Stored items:
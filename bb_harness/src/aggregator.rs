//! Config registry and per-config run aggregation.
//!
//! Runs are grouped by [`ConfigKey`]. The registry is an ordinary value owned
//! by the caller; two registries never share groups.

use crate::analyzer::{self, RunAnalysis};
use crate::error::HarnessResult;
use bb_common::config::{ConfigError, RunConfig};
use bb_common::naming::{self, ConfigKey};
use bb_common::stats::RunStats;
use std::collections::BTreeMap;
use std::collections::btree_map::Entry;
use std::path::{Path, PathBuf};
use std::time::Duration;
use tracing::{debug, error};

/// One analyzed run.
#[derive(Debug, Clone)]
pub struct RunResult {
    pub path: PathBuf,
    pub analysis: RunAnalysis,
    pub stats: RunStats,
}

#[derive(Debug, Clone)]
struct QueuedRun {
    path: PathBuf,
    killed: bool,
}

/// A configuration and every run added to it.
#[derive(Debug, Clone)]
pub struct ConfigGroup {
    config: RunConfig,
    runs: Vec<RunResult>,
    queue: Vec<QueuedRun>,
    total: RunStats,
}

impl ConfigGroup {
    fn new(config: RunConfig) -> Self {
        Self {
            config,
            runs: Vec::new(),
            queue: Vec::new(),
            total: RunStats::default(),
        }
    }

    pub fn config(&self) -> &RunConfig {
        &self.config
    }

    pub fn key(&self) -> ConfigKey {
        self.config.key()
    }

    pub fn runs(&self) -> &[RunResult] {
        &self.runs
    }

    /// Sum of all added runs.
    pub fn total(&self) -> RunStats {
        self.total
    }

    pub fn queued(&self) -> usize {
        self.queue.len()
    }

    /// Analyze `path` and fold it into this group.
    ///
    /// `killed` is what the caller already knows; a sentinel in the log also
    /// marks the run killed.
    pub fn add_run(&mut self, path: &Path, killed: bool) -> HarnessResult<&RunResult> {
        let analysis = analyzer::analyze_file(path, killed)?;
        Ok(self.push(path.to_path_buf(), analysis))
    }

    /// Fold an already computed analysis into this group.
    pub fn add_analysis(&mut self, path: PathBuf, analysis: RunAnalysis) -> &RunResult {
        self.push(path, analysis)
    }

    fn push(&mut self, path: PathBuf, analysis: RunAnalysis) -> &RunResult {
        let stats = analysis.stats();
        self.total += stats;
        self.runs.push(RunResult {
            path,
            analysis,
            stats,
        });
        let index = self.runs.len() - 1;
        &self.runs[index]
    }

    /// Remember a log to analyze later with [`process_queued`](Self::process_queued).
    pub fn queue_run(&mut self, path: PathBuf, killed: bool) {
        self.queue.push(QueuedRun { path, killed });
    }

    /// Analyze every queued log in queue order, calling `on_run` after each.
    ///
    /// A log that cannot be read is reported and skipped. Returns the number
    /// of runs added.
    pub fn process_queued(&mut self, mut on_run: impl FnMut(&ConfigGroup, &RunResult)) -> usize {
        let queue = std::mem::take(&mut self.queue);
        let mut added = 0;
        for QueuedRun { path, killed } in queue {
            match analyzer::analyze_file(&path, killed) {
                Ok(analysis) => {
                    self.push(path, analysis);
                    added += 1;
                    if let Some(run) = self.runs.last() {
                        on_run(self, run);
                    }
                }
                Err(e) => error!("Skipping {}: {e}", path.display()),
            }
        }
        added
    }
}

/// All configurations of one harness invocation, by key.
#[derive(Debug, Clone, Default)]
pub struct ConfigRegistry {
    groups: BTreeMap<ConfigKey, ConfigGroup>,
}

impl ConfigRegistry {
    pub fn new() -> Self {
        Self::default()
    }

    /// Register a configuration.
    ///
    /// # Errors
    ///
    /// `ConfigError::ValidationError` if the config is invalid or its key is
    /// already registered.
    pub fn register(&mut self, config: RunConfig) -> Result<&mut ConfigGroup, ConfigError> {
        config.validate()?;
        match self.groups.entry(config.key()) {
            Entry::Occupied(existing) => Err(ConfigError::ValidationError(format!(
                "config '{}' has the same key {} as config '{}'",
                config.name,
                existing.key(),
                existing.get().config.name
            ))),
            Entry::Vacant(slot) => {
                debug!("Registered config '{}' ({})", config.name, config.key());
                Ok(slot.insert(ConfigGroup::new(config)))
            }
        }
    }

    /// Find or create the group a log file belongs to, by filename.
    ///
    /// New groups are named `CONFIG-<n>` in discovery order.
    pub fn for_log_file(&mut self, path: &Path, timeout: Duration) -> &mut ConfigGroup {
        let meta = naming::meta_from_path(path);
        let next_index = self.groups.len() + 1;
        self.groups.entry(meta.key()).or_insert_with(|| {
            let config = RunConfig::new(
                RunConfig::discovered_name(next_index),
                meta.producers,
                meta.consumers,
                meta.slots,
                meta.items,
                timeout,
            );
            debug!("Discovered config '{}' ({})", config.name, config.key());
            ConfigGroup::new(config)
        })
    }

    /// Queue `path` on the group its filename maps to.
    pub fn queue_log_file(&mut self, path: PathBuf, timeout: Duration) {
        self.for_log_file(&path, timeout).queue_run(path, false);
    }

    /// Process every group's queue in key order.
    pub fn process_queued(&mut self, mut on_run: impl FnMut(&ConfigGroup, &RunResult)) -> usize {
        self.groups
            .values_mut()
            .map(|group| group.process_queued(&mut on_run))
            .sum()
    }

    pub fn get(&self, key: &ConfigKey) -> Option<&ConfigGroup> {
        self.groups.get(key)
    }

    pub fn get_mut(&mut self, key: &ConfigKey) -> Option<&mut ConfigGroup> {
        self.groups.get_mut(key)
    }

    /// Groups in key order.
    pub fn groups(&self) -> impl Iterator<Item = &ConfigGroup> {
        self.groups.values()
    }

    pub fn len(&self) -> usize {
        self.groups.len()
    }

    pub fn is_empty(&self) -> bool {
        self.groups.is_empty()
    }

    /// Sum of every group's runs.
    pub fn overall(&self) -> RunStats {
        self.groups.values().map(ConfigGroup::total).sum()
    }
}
* * *
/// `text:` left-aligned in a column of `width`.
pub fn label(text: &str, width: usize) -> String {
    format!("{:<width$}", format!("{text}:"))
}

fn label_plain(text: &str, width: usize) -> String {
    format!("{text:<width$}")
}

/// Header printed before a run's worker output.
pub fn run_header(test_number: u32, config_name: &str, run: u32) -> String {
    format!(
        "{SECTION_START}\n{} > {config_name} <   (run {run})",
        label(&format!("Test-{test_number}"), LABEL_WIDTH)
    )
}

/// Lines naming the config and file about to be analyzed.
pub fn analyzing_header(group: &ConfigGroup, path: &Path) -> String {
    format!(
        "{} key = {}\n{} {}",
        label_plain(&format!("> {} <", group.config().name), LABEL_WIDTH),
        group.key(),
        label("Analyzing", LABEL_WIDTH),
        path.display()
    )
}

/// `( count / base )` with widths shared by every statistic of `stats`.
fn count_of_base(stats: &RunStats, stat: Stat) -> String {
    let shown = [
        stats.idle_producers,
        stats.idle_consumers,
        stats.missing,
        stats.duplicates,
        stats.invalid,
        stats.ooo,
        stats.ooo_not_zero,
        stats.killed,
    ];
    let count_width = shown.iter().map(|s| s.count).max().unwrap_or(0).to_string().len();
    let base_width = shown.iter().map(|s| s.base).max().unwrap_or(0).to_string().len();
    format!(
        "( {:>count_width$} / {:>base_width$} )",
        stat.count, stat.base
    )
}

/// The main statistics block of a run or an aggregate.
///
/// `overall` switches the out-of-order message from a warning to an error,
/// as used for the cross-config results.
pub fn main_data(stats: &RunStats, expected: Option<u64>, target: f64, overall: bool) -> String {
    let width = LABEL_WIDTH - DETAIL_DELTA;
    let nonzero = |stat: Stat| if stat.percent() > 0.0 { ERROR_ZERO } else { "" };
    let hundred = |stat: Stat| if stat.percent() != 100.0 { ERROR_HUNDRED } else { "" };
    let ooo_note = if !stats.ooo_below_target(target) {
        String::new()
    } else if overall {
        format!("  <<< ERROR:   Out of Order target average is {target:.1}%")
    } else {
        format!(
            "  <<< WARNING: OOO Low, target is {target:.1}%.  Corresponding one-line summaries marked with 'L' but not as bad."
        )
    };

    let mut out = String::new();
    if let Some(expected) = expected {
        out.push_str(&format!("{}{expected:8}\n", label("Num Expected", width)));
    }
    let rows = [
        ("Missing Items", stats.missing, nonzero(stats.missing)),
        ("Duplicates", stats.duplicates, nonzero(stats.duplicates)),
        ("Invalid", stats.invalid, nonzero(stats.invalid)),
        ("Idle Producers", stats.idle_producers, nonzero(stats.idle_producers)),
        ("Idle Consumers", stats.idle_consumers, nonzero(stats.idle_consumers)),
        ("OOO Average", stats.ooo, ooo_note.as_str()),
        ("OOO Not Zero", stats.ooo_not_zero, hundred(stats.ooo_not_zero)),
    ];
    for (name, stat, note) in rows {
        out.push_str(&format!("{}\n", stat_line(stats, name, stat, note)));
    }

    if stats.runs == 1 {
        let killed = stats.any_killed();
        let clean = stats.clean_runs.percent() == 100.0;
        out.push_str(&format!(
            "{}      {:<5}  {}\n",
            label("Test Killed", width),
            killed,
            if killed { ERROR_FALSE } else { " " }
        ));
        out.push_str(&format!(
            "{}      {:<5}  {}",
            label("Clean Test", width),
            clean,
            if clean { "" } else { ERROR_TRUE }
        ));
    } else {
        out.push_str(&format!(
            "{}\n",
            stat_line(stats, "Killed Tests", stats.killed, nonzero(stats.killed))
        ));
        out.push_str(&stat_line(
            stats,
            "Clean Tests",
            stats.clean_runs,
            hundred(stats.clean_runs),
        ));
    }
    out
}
---
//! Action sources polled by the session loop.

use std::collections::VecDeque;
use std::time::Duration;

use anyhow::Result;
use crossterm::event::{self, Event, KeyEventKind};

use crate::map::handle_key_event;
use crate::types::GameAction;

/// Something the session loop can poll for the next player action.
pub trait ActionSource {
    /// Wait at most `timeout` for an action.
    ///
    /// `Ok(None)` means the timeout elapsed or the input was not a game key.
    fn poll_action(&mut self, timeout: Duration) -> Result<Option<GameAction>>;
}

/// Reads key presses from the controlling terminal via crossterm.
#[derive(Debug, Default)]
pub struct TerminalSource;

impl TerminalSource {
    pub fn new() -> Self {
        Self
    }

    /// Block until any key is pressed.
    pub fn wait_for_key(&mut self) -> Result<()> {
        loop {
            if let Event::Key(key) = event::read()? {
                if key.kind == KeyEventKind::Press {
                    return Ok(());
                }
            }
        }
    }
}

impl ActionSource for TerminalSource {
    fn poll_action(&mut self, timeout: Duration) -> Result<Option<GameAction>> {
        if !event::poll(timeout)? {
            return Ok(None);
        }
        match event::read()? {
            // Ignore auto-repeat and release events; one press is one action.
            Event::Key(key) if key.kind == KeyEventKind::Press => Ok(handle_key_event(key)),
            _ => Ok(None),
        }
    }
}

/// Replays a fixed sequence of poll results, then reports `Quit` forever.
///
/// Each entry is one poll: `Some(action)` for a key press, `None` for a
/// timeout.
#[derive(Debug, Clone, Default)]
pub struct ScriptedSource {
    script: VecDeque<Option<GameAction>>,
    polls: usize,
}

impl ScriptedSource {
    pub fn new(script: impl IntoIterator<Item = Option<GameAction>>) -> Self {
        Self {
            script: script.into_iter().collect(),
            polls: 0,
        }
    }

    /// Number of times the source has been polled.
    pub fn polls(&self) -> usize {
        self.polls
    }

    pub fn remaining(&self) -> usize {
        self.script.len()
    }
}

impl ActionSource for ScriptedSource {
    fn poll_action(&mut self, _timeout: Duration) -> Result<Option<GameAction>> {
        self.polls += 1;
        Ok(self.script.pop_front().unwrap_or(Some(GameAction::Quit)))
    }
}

» WORK TASK:
For each line in the entries that contains the string "struct", make a copy.

» RESULT BELOW:
pub struct RunResult {
struct QueuedRun {
pub struct ConfigGroup {
pub struct ConfigRegistry {
pub struct TerminalSource;
pub struct ScriptedSource {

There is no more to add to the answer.